TASK STATEMENT >>
What is needed here is an exact reprint of every record below.

DATA >>
----
//! CLI command definitions using clap.
//!
//! Defines the main CLI structure and subcommands:
//! - grades: grade book menu, or a one-shot grade book action
//! - todo: to-do list menu, or a one-shot list action

use clap::{Parser, Subcommand};
use std::path::PathBuf;
use tally::store::Position;

/// Tally - a grade book and a to-do list kept in flat text files
#[derive(Parser, Debug)]
#[command(name = "tally")]
#[command(author, version, about, long_about = None)]
pub struct Cli {
    /// Optional config file path
    #[arg(short, long, global = true)]
    pub config: Option<PathBuf>,

    /// Verbose output
    #[arg(short, long, global = true)]
    pub verbose: bool,

    /// Subcommand to execute
    #[command(subcommand)]
    pub command: Commands,
}

impl Cli {
    /// Check if verbose mode is enabled
    pub fn is_verbose(&self) -> bool {
        self.verbose
    }
}

/// Main subcommands
#[derive(Subcommand, Debug)]
pub enum Commands {
    /// Student grade book (interactive menu when no action is given)
    Grades {
        /// Student data file (overrides config)
        #[arg(short, long)]
        file: Option<PathBuf>,

        #[command(subcommand)]
        action: Option<GradesAction>,
    },

    /// To-do list (interactive menu when no action is given)
    Todo {
        /// Task data file (overrides config)
        #[arg(short, long)]
        file: Option<PathBuf>,

        #[command(subcommand)]
        action: Option<TodoAction>,
    },
}

/// One-shot grade book actions
#[derive(Subcommand, Debug, Clone)]
pub enum GradesAction {
    /// Show every student with grades and average
    List {
        /// Print JSON instead of text
        #[arg(long)]
        json: bool,
    },

    /// Add a student with no grades
    AddStudent {
        /// Student name
        name: String,

        /// Student ID
        #[arg(allow_negative_numbers = true)]
        id: i64,
    },

    /// Set (or overwrite) a course grade for a student
    AddGrade {
        /// Student ID
        #[arg(allow_negative_numbers = true)]
        id: i64,

        /// Course name
        course: String,

        /// Grade for the course
        #[arg(allow_negative_numbers = true)]
        grade: i64,
    },

    /// Print a student's average grade
    Average {
        /// Student ID
        #[arg(allow_negative_numbers = true)]
        id: i64,
    },
}

impl GradesAction {
    /// Whether the action changes the grade book
    pub fn is_mutation(&self) -> bool {
        matches!(self, GradesAction::AddStudent { .. } | GradesAction::AddGrade { .. })
    }
}

/// One-shot to-do list actions
#[derive(Subcommand, Debug, Clone)]
pub enum TodoAction {
    /// Show the numbered task list
    List {
        /// Print JSON instead of text
        #[arg(long)]
        json: bool,
    },

    /// Append a task
    Add {
        /// Task description
        description: String,
    },

    /// Mark the task at a position as done
    Done {
        /// 1-based task number
        position: Position,
    },

    /// Delete the task at a position
    Delete {
        /// 1-based task number
        position: Position,
    },
}

impl TodoAction {
    /// Whether the action changes the list
    pub fn is_mutation(&self) -> bool {
        !matches!(self, TodoAction::List { .. })
    }
}

#[cfg(test)]
mod tests {
    use super::*;
    use clap::CommandFactory;

    #[test]
    fn test_cli_requires_subcommand() {
        assert!(Cli::try_parse_from(["tally"]).is_err());
    }

    #[test]
    fn test_grades_interactive() {
        let cli = Cli::try_parse_from(["tally", "grades"]).unwrap();
        match cli.command {
            Commands::Grades { file, action } => {
                assert!(file.is_none());
                assert!(action.is_none());
            }
            _ => panic!("Expected grades command"),
        }
    }

    #[test]
    fn test_global_flags() {
        let cli = Cli::try_parse_from(["tally", "todo", "-v", "-c", "/path/to/tally.yml"]).unwrap();
        assert!(cli.is_verbose());
        assert_eq!(cli.config.as_ref(), Some(&PathBuf::from("/path/to/tally.yml")));
    }

    #[test]
    fn test_file_override() {
        let cli = Cli::try_parse_from(["tally", "todo", "--file", "my.txt", "list"]).unwrap();
        match cli.command {
            Commands::Todo { file, action } => {
                assert_eq!(file, Some(PathBuf::from("my.txt")));
                assert!(matches!(action, Some(TodoAction::List { json: false })));
            }
            _ => panic!("Expected todo command"),
        }
    }

    #[test]
    fn test_add_grade_with_negative_values() {
        let cli = Cli::try_parse_from(["tally", "grades", "add-grade", "-3", "Math", "-10"]).unwrap();
        match cli.command {
            Commands::Grades {
                action: Some(GradesAction::AddGrade { id, course, grade }),
                ..
            } => {
                assert_eq!(id, -3);
                assert_eq!(course, "Math");
                assert_eq!(grade, -10);
            }
            _ => panic!("Expected add-grade action"),
        }
    }

    #[test]
    fn test_todo_done_parses_position() {
        let cli = Cli::try_parse_from(["tally", "todo", "done", "2"]).unwrap();
        match cli.command {
            Commands::Todo {
                action: Some(TodoAction::Done { position }),
                ..
            } => assert_eq!(position.get(), 2),
            _ => panic!("Expected done action"),
        }
    }

    #[test]
    fn test_todo_rejects_position_zero() {
        assert!(Cli::try_parse_from(["tally", "todo", "delete", "0"]).is_err());
        assert!(Cli::try_parse_from(["tally", "todo", "delete", "first"]).is_err());
    }

    #[test]
    fn test_mutation_flags() {
        assert!(!GradesAction::List { json: true }.is_mutation());
        assert!(!GradesAction::Average { id: 1 }.is_mutation());
        assert!(GradesAction::AddStudent { name: "Ada".into(), id: 7 }.is_mutation());
        assert!(!TodoAction::List { json: false }.is_mutation());
        assert!(TodoAction::Add { description: "x".into() }.is_mutation());
    }

    #[test]
    fn test_cli_debug_assert() {
        Cli::command().debug_assert();
    }
}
----
OUTPUT BELOW >>
//! CLI command definitions using clap.
//!
//! Defines the main CLI structure and subcommands:
//! - grades: grade book menu, or a one-shot grade book action
//! - todo: to-do list menu, or a one-shot list action

use clap::{Parser, Subcommand};
use std::path::PathBuf;
use tally::store::Position;

/// Tally - a grade book and a to-do list kept in flat text files
#[derive(Parser, Debug)]
#[command(name = "tally")]
#[command(author, version, about, long_about = None)]
pub struct Cli {
    /// Optional config file path
    #[arg(short, long, global = true)]
    pub config: Option<PathBuf>,

    /// Verbose output
    #[arg(short, long, global = true)]
    pub verbose: bool,

    /// Subcommand to execute
    #[command(subcommand)]
    pub command: Commands,
}

impl Cli {
    /// Check if verbose mode is enabled
    pub fn is_verbose(&self) -> bool {
        self.verbose
    }
}

/// Main subcommands
#[derive(Subcommand, Debug)]
pub enum Commands {
    /// Student grade book (interactive menu when no action is given)
    Grades {
        /// Student data file (overrides config)
        #[arg(short, long)]
        file: Option<PathBuf>,

        #[command(subcommand)]
        action: Option<GradesAction>,
    },

    /// To-do list (interactive menu when no action is given)
    Todo {
        /// Task data file (overrides config)
        #[arg(short, long)]
        file: Option<PathBuf>,

        #[command(subcommand)]
        action: Option<TodoAction>,
    },
}

/// One-shot grade book actions
#[derive(Subcommand, Debug, Clone)]
pub enum GradesAction {
    /// Show every student with grades and average
    List {
        /// Print JSON instead of text
        #[arg(long)]
        json: bool,
    },

    /// Add a student with no grades
    AddStudent {
        /// Student name
        name: String,

        /// Student ID
        #[arg(allow_negative_numbers = true)]
        id: i64,
    },

    /// Set (or overwrite) a course grade for a student
    AddGrade {
        /// Student ID
        #[arg(allow_negative_numbers = true)]
        id: i64,

        /// Course name
        course: String,

        /// Grade for the course
        #[arg(allow_negative_numbers = true)]
        grade: i64,
    },

    /// Print a student's average grade
    Average {
        /// Student ID
        #[arg(allow_negative_numbers = true)]
        id: i64,
    },
}

impl GradesAction {
    /// Whether the action changes the grade book
    pub fn is_mutation(&self) -> bool {
        matches!(self, GradesAction::AddStudent { .. } | GradesAction::AddGrade { .. })
    }
}

/// One-shot to-do list actions
#[derive(Subcommand, Debug, Clone)]
pub enum TodoAction {
    /// Show the numbered task list
    List {
        /// Print JSON instead of text
        #[arg(long)]
        json: bool,
    },

    /// Append a task
    Add {
        /// Task description
        description: String,
    },

    /// Mark the task at a position as done
    Done {
        /// 1-based task number
        position: Position,
    },

    /// Delete the task at a position
    Delete {
        /// 1-based task number
        position: Position,
    },
}

impl TodoAction {
    /// Whether the action changes the list
    pub fn is_mutation(&self) -> bool {
        !matches!(self, TodoAction::List { .. })
    }
}

#[cfg(test)]
mod tests {
    use super::*;
    use clap::CommandFactory;

    #[test]
    fn test_cli_requires_subcommand() {
        assert!(Cli::try_parse_from(["tally"]).is_err());
    }

    #[test]
    fn test_grades_interactive() {
        let cli = Cli::try_parse_from(["tally", "grades"]).unwrap();
        match cli.command {
            Commands::Grades { file, action } => {
                assert!(file.is_none());
                assert!(action.is_none());
            }
            _ => panic!("Expected grades command"),
        }
    }

    #[test]
    fn test_global_flags() {
        let cli = Cli::try_parse_from(["tally", "todo", "-v", "-c", "/path/to/tally.yml"]).unwrap();
        assert!(cli.is_verbose());
        assert_eq!(cli.config.as_ref(), Some(&PathBuf::from("/path/to/tally.yml")));
    }

    #[test]
    fn test_file_override() {
        let cli = Cli::try_parse_from(["tally", "todo", "--file", "my.txt", "list"]).unwrap();
        match cli.command {
            Commands::Todo { file, action } => {
                assert_eq!(file, Some(PathBuf::from("my.txt")));
                assert!(matches!(action, Some(TodoAction::List { json: false })));
            }
            _ => panic!("Expected todo command"),
        }
    }

    #[test]
    fn test_add_grade_with_negative_values() {
        let cli = Cli::try_parse_from(["tally", "grades", "add-grade", "-3", "Math", "-10"]).unwrap();
        match cli.command {
            Commands::Grades {
                action: Some(GradesAction::AddGrade { id, course, grade }),
                ..
            } => {
                assert_eq!(id, -3);
                assert_eq!(course, "Math");
                assert_eq!(grade, -10);
            }
            _ => panic!("Expected add-grade action"),
        }
    }

    #[test]
    fn test_todo_done_parses_position() {
        let cli = Cli::try_parse_from(["tally", "todo", "done", "2"]).unwrap();
        match cli.command {
            Commands::Todo {
                action: Some(TodoAction::Done { position }),
                ..
            } => assert_eq!(position.get(), 2),
            _ => panic!("Expected done action"),
        }
    }

    #[test]
    fn test_todo_rejects_position_zero() {
        assert!(Cli::try_parse_from(["tally", "todo", "delete", "0"]).is_err());
        assert!(Cli::try_parse_from(["tally", "todo", "delete", "first"]).is_err());
    }

    #[test]
    fn test_mutation_flags() {
        assert!(!GradesAction::List { json: true }.is_mutation());
        assert!(!GradesAction::Average { id: 1 }.is_mutation());
        assert!(GradesAction::AddStudent { name: "Ada".into(), id: 7 }.is_mutation());
        assert!(!TodoAction::List { json: false }.is_mutation());
        assert!(TodoAction::Add { description: "x".into() }.is_mutation());
    }

    #[test]
    fn test_cli_debug_assert() {
        Cli::command().debug_assert();
    }
}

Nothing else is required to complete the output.